*PROBLEM TO WORK ON*:
Wherever the word "next" appears in a line of the records, copy that line.

[Records excerpted from a collection]

───

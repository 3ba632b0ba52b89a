//! The session state machine.
//!
//! A [`SurveyRunner`] owns one session: the immutable question list, the engine
//! config and the results collected so far. Every call completes before it
//! returns; there is nothing to cancel, dropping the runner ends the session.

use survey_flow_types::{
    Answer, AnswerError, ConfigError, ConfigWarning, EngineConfig, Question, SurveyDefinition,
    SurveyResult, ValidationError,
};
use tracing::{debug, warn};

use crate::collector::ResultCollector;
use crate::resolver::{self, Route};
use crate::validator;

/// Error returned by session operations.
#[derive(Debug, Clone, PartialEq, thiserror::Error)]
pub enum SessionError {
    /// The answer was rejected; ask the same question again.
    #[error(transparent)]
    Invalid(#[from] ValidationError),

    /// The current question is malformed and can't be answered.
    #[error(transparent)]
    Misconfigured(#[from] ConfigError),

    #[error("Survey session is already complete")]
    AlreadyComplete,

    #[error("No earlier question to go back to")]
    NoHistory,
}

impl From<AnswerError> for SessionError {
    fn from(err: AnswerError) -> Self {
        match err {
            AnswerError::Invalid(err) => Self::Invalid(err),
            AnswerError::Misconfigured(err) => Self::Misconfigured(err),
        }
    }
}

/// Where a session currently stands.
#[derive(Debug, Clone)]
pub enum SessionState {
    /// Waiting for an answer to the question at this declared index.
    AwaitingAnswer { index: usize },

    /// Finished; carries every stored result.
    Complete(ResultCollector),
}

/// What the caller should do after a transition.
#[derive(Debug, Clone, Copy, PartialEq, Eq)]
pub enum Step {
    /// Show the question at this declared index.
    Ask { index: usize },

    /// The survey is over.
    Complete,
}

/// Runs one survey session.
#[derive(Debug, Clone)]
pub struct SurveyRunner {
    definition: SurveyDefinition,
    config: EngineConfig,
    state: SessionState,
    results: ResultCollector,
    /// Indices of the questions shown before the current one, most recent last.
    /// Never holds an index twice, so it stays shorter than the question list.
    history: Vec<usize>,
    warnings: Vec<ConfigWarning>,
}

impl SurveyRunner {
    /// Start a session, checking the content first.
    ///
    /// An empty survey starts out complete and reports `ConfigWarning::EmptySurvey`.
    pub fn new(definition: SurveyDefinition, config: EngineConfig) -> Result<Self, ConfigError> {
        let warnings = definition.check(&config)?;
        for warning in &warnings {
            warn!(?warning, survey = ?definition.id, "survey content warning");
        }

        let state = if definition.is_empty() {
            SessionState::Complete(ResultCollector::new())
        } else {
            SessionState::AwaitingAnswer { index: 0 }
        };

        Ok(Self {
            definition,
            config,
            state,
            results: ResultCollector::new(),
            history: Vec::new(),
            warnings,
        })
    }

    /// Start a session over a bare question list.
    pub fn from_questions(
        questions: Vec<Question>,
        config: EngineConfig,
    ) -> Result<Self, ConfigError> {
        Self::new(SurveyDefinition::new(questions), config)
    }

    pub fn definition(&self) -> &SurveyDefinition {
        &self.definition
    }

    pub fn questions(&self) -> &[Question] {
        &self.definition.questions
    }

    pub fn config(&self) -> &EngineConfig {
        &self.config
    }

    pub fn state(&self) -> &SessionState {
        &self.state
    }

    /// Content warnings found at start and navigation fallbacks hit since.
    pub fn warnings(&self) -> &[ConfigWarning] {
        &self.warnings
    }

    pub fn is_complete(&self) -> bool {
        matches!(self.state, SessionState::Complete(_))
    }

    /// Declared index of the question awaiting an answer.
    pub fn current_index(&self) -> Option<usize> {
        match self.state {
            SessionState::AwaitingAnswer { index } => Some(index),
            SessionState::Complete(_) => None,
        }
    }

    /// The question awaiting an answer.
    pub fn current_question(&self) -> Option<&Question> {
        self.current_index()
            .and_then(|index| self.definition.questions.get(index))
    }

    /// `(number, total)` of the current question, numbered from 1.
    pub fn position(&self) -> Option<(usize, usize)> {
        self.current_index()
            .map(|index| (index + 1, self.definition.len()))
    }

    /// Results stored so far (or all results once complete).
    pub fn results(&self) -> &ResultCollector {
        match &self.state {
            SessionState::Complete(results) => results,
            SessionState::AwaitingAnswer { .. } => &self.results,
        }
    }

    /// End the session's ownership and hand over the results.
    pub fn into_results(self) -> ResultCollector {
        match self.state {
            SessionState::Complete(results) => results,
            SessionState::AwaitingAnswer { .. } => self.results,
        }
    }

    /// Answer the current question.
    ///
    /// An invalid answer changes nothing and nothing is stored. A valid one
    /// replaces any earlier result for the question and moves the session on.
    pub fn submit_answer(&mut self, answer: impl Into<Answer>) -> Result<Step, SessionError> {
        let index = self.awaiting()?;
        let answer = answer.into();
        let question = &self.definition.questions[index];

        if let Err(err) = validator::validate(question, &answer, &self.config) {
            debug!(question = question.id(), %err, "answer rejected");
            return Err(err.into());
        }

        let route = match resolver::resolve(
            question,
            &answer,
            &self.definition.questions,
            &self.config,
        ) {
            Ok(route) => route,
            Err(fallback) => {
                warn!(%fallback, "continuing in declared order");
                let warning = ConfigWarning::UnresolvedTarget(fallback);
                if !self.warnings.contains(&warning) {
                    self.warnings.push(warning);
                }
                Route::ContinueInOrder
            }
        };
        let next = route.next_index(&self.definition.questions, index);

        let result = SurveyResult::new(question.clone(), answer, true);
        if let Some(previous) = self.results.insert(result) {
            debug!(question = previous.question_id(), "replaced earlier answer");
        }
        debug!(
            question = self.definition.questions[index].id(),
            ?route,
            "answer accepted"
        );

        Ok(self.move_to(index, next))
    }

    /// Move past the current question without answering it.
    pub fn skip_current_question(&mut self) -> Result<Step, SessionError> {
        let index = self.awaiting()?;
        debug!(question = self.definition.questions[index].id(), "question skipped");
        let next = Route::ContinueInOrder.next_index(&self.definition.questions, index);
        Ok(self.move_to(index, next))
    }

    /// Return to the question shown before the current one.
    ///
    /// Its stored result stays until a new valid answer replaces it.
    pub fn go_back(&mut self) -> Result<Step, SessionError> {
        self.awaiting()?;
        let index = self.history.pop().ok_or(SessionError::NoHistory)?;
        self.state = SessionState::AwaitingAnswer { index };
        Ok(Step::Ask { index })
    }

    fn awaiting(&self) -> Result<usize, SessionError> {
        self.current_index().ok_or(SessionError::AlreadyComplete)
    }

    fn move_to(&mut self, from: usize, next: Option<usize>) -> Step {
        self.history.push(from);
        match next {
            Some(index) => {
                // Looping back to an earlier question rewinds the path to it.
                if let Some(seen) = self.history.iter().position(|&shown| shown == index) {
                    self.history.truncate(seen);
                }
                self.state = SessionState::AwaitingAnswer { index };
                Step::Ask { index }
            }
            None => {
                debug!(results = self.results.len(), "survey complete");
                self.state = SessionState::Complete(std::mem::take(&mut self.results));
                Step::Complete
            }
        }
    }
}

───

*WORKED SOLUTION*:
        let next = route.next_index(&self.definition.questions, index);
        Ok(self.move_to(index, next))
        let next = Route::ContinueInOrder.next_index(&self.definition.questions, index);
        Ok(self.move_to(index, next))
    fn move_to(&mut self, from: usize, next: Option<usize>) -> Step {
        match next {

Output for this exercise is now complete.